Secara tradisional, Jepang menganggap negara mereka memiliki masyarakat yang homogen.-Reuters
Sumber :
  • bbc

Bagi banyak orang Jepang, rasisme terhadap orang kulit hitam telah lama dianggap sebagai sesuatu yang terjadi di AS atau Eropa, bukan di negara sendiri.

Namun ketika kematian George Floyd di AS memicu gelombang protes yang dikenal dengan Black Lives Matter, orang-orang di Jepang juga ikut berpartisipasi.

Protes dan pawai di kota-kota besar mendorong perdebatan tentang rasialisme di negara tersebut, dan apakah sudah cukup banyak yang dilakukan untuk mengubah keadaan.

 

`Luka rasialisme`

 

Pada bulan Juni, media NHK menayangkan segmen untuk menjelaskan kepada penonton Jepang apa yang terjadi di AS, terkait protes atas kematian George Floyd.

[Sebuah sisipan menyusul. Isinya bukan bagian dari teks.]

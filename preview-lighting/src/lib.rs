//! Preview lighting computes an approximate, shadowed light overlay for editable
//! level geometry, without invoking an offline light compiler.
//!
//! The host editor owns the scene; this crate only observes it through the
//! [`SceneGraph`](scene::SceneGraph), [`ShaderSystem`](scene::ShaderSystem), and
//! [`VirtualFileSystem`](scene::VirtualFileSystem) traits, and draws through an
//! [`OverlayBackend`](render::OverlayBackend).
//!
//! ## Overview
//!
//! * [`PreviewLighting`] is the context object. The host tells it when the scene
//!   changed ([`PreviewLighting::mark_dirty()`]), calls [`PreviewLighting::update()`]
//!   once per frame, and then [`PreviewLighting::render_overlay()`].
//! * Each update may *rescan* the scene: every light is extracted afresh, every brush
//!   and patch is hashed, and the result is diffed against the previous scan so that
//!   only the surfaces whose lighting could have changed are queued for relighting.
//! * Queued surfaces are relit under a time budget. Brush faces receive small
//!   lightmap textures; patches receive per-vertex colors. Shadows are traced against
//!   a bounding volume hierarchy of all opaque geometry.
//!
//! ## Crate features
//!
//! * `save`:
//!   Enable [`serde`] serialization of [`PreviewOptions`] and of the in-memory scene
//!   description in [`scene::memory`].
//!
//! ## Dependencies and global state
//!
//! `preview_lighting` has no global state, other than writing log messages using the
//! [`log`] crate.
#![cfg_attr(
    not(feature = "save"),
    doc = "[`serde`]: https://docs.rs/serde/"
)]
// Crate-specific lint settings. (General settings can be found in the workspace manifest.)
#![forbid(unsafe_code)]
// Lenience for tests.
#![cfg_attr(test,
    allow(clippy::float_cmp), // deterministic tests
    allow(clippy::redundant_clone), // prefer regularity over efficiency
)]

extern crate alloc;

pub mod bvh;
mod context;
pub mod evaluate;
mod hash;
pub mod light;
pub mod lightmap;
mod options;
mod queue;
pub mod render;
mod rescan;
pub mod scene;

pub use context::{PreviewLighting, UpdateInfo};
pub use options::{GameConvention, PreviewModel, PreviewOptions};

/// Mathematical types used throughout the crate.
pub mod math {
    #[doc(inline)]
    pub use preview_lighting_base::math::*;
}

/// Ray intersection tests used for shadow queries.
pub mod raycast {
    #[doc(inline)]
    pub use preview_lighting_base::raycast::*;
}

/// Time budgets and statistics for incremental work.
pub mod time {
    #[doc(inline)]
    pub use preview_lighting_base::time::*;
}

/// Tools that we could imagine being in the Rust standard library, but aren't.
pub mod util {
    #[doc(inline)]
    pub use preview_lighting_base::util::*;
}

/// Re-export the version of the `euclid` vector math library we're using.
pub use euclid;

Laporan tersebut, dalam sebuah acara berita yang ditujukan untuk audiens muda, menampilkan video animasi yang menggambarkan para pengunjuk rasa dengan stereotipe yang aneh, sarat dengan citra rasis: karikatur itu menggambarkan demonstran dengan otot yang berlebihan dan wajah yang marah, dan dengan latar belakang orang-orang yang menjarah.

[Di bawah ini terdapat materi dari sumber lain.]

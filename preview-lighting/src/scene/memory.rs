//! [`MemoryScene`], a self-contained scene held in plain data structures.
//!
//! This serves tests, benchmarks, and tools that drive the engine without an editor.
//! With the `save` feature, it can be read from and written to any `serde` format;
//! `preview-lighting-desktop` reads it as JSON.

use alloc::collections::BTreeMap;
use alloc::string::String;
use alloc::vec::Vec;

use crate::scene::{
    Brush, Entity, NodeId, Patch, ReadError, SceneAccess, SceneGraph, ShaderInfo, ShaderSystem,
    VirtualFileSystem,
};

/// A complete scene, shader table, and file system.
///
/// Node lookups are linear searches; this is intended for modest scenes.
#[derive(Clone, Debug, Default, PartialEq)]
#[cfg_attr(feature = "save", derive(serde::Serialize, serde::Deserialize))]
#[cfg_attr(feature = "save", serde(default))]
#[non_exhaustive]
pub struct MemoryScene {
    /// Entities, in traversal order.
    pub entities: Vec<Entity>,
    /// Brushes, in traversal order.
    pub brushes: Vec<Brush>,
    /// Patches, in traversal order.
    pub patches: Vec<Patch>,
    /// Known shaders by name. Lookup is case-insensitive, preferring an exact match.
    pub shaders: BTreeMap<String, ShaderInfo>,
    /// Text files by path, such as shader scripts.
    pub files: BTreeMap<String, String>,
}

impl MemoryScene {
    /// Constructs an empty scene.
    pub fn new() -> Self {
        Self::default()
    }

    /// Builder-style entity insertion.
    #[must_use]
    pub fn with_entity(mut self, entity: Entity) -> Self {
        self.entities.push(entity);
        self
    }

    /// Builder-style brush insertion.
    #[must_use]
    pub fn with_brush(mut self, brush: Brush) -> Self {
        self.brushes.push(brush);
        self
    }

    /// Builder-style patch insertion.
    #[must_use]
    pub fn with_patch(mut self, patch: Patch) -> Self {
        self.patches.push(patch);
        self
    }

    /// Builder-style shader definition.
    #[must_use]
    pub fn with_shader(mut self, name: impl Into<String>, info: ShaderInfo) -> Self {
        self.shaders.insert(name.into(), info);
        self
    }

    /// Builder-style file insertion.
    #[must_use]
    pub fn with_file(mut self, path: impl Into<String>, contents: impl Into<String>) -> Self {
        self.files.insert(path.into(), contents.into());
        self
    }

    /// Mutable access to a brush, for editing the scene between updates.
    pub fn brush_mut(&mut self, node: NodeId) -> Option<&mut Brush> {
        self.brushes.iter_mut().find(|b| b.node == node)
    }

    /// Mutable access to a patch, for editing the scene between updates.
    pub fn patch_mut(&mut self, node: NodeId) -> Option<&mut Patch> {
        self.patches.iter_mut().find(|p| p.node == node)
    }

    /// Mutable access to an entity, for editing the scene between updates.
    pub fn entity_mut(&mut self, node: NodeId) -> Option<&mut Entity> {
        self.entities.iter_mut().find(|e| e.node == node)
    }

    /// Bundles this scene as all three collaborators.
    pub fn access(&self) -> SceneAccess<'_> {
        SceneAccess::new(self, self, self)
    }
}

impl SceneGraph for MemoryScene {
    fn for_each_entity(&self, f: &mut dyn FnMut(&Entity)) {
        self.entities.iter().for_each(f);
    }

    fn for_each_brush(&self, f: &mut dyn FnMut(&Brush)) {
        self.brushes.iter().for_each(f);
    }

    fn for_each_patch(&self, f: &mut dyn FnMut(&Patch)) {
        self.patches.iter().for_each(f);
    }

    fn brush(&self, node: NodeId) -> Option<&Brush> {
        self.brushes.iter().find(|b| b.node == node)
    }

    fn patch(&self, node: NodeId) -> Option<&Patch> {
        self.patches.iter().find(|p| p.node == node)
    }
}

impl ShaderSystem for MemoryScene {
    fn shader(&self, name: &str) -> Option<ShaderInfo> {
        self.shaders
            .get(name)
            .or_else(|| {
                self.shaders
                    .iter()
                    .find(|(candidate, _)| candidate.eq_ignore_ascii_case(name))
                    .map(|(_, info)| info)
            })
            .cloned()
    }
}

impl VirtualFileSystem for MemoryScene {
    fn read_text(&self, path: &str) -> Result<String, ReadError> {
        self.files
            .get(path)
            .cloned()
            .ok_or_else(|| ReadError::NotFound { path: path.into() })
    }
}

#[cfg(test)]
mod tests {
    use super::*;
    use crate::math::Aab;
    use crate::scene::ShaderFlags;
    use pretty_assertions::assert_eq;

    fn scene() -> MemoryScene {
        MemoryScene::new()
            .with_entity(Entity::new(NodeId(1)).with_key("classname", "worldspawn"))
            .with_brush(Brush::from_aab(NodeId(2), Aab::new(0., 1., 0., 1., 0., 1.), "a"))
            .with_shader("textures/Sky", ShaderInfo::new(ShaderFlags::SKY))
            .with_file("scripts/sky.shader", "textures/sky { }")
    }

    #[test]
    fn traversal_and_lookup() {
        let scene = scene();
        let mut seen = Vec::new();
        scene.for_each_entity(&mut |e| seen.push(e.node));
        scene.for_each_brush(&mut |b| seen.push(b.node));
        scene.for_each_patch(&mut |p| seen.push(p.node));
        assert_eq!(seen, vec![NodeId(1), NodeId(2)]);
        assert!(scene.brush(NodeId(2)).is_some());
        assert!(scene.brush(NodeId(1)).is_none());
        assert!(scene.patch(NodeId(2)).is_none());
    }

    #[test]
    fn shader_lookup_ignores_case() {
        let scene = scene();
        assert_eq!(
            scene.shader("TEXTURES/SKY").map(|s| s.flags),
            Some(ShaderFlags::SKY)
        );
        assert_eq!(scene.shader("textures/ground"), None);
    }

    #[test]
    fn files() {
        let scene = scene();
        assert_eq!(
            scene.read_text("scripts/sky.shader").as_deref(),
            Ok("textures/sky { }")
        );
        assert_eq!(
            scene.read_text("nope").unwrap_err().to_string(),
            "file \"nope\" not found"
        );
    }

    #[test]
    fn editing() {
        let mut scene = scene();
        scene.brush_mut(NodeId(2)).unwrap().visible = false;
        assert!(!scene.brush(NodeId(2)).unwrap().visible);
        scene.entity_mut(NodeId(1)).unwrap().keys.insert("_sunlight".into(), "5".into());
        assert_eq!(scene.entities[0].float("_sunlight"), Ok(5.0));
    }

    #[cfg(feature = "save")]
    #[test]
    fn from_json() {
        let json = indoc::indoc! {r#"
            {
                "entities": [
                    {"node": 1, "keys": {"classname": "worldspawn", "_sunlight": "200"}}
                ],
                "brushes": [
                    {
                        "node": 2,
                        "faces": [{
                            "shader": "floor",
                            "plane": {"normal": [0, 0, 1], "distance": 0},
                            "winding": [[0, 0, 0], [64, 0, 0], [64, 64, 0], [0, 64, 0]]
                        }]
                    }
                ],
                "shaders": {
                    "floor": {"flags": "NODRAW", "average_color": [1, 0.5, 0]}
                }
            }
        "#};
        let scene: MemoryScene = serde_json::from_str(json).unwrap();
        assert_eq!(scene.entities[0].float("_sunlight"), Ok(200.0));
        let brush = &scene.brushes[0];
        assert!(brush.visible);
        assert!(brush.faces[0].contributes);
        assert_eq!(brush.local_to_world, crate::math::Matrix4::IDENTITY);
        assert_eq!(scene.shaders["floor"].flags, ShaderFlags::NODRAW);
        assert_eq!(scene.shaders["floor"].source_file, None);
        assert!(scene.patches.is_empty());
    }
}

Reaksinya sebagian besar negatif - dan kedutaan besar AS menyebut segmen tersebut "menyinggung dan tidak sensitif".

Salah satu kritikus vokal adalah Baye McNeil, seorang guru Afrika-Amerika, penulis, kolumnis, yang sudah lama tinggal di Jepang.

Dia menulis di Twitter bahwa itu adalah "komentar rasis ofensif" dan sudah waktunya bagi Jepang untuk menghentikan "alasan yang lemah" dalam menangani masalah kulit hitam.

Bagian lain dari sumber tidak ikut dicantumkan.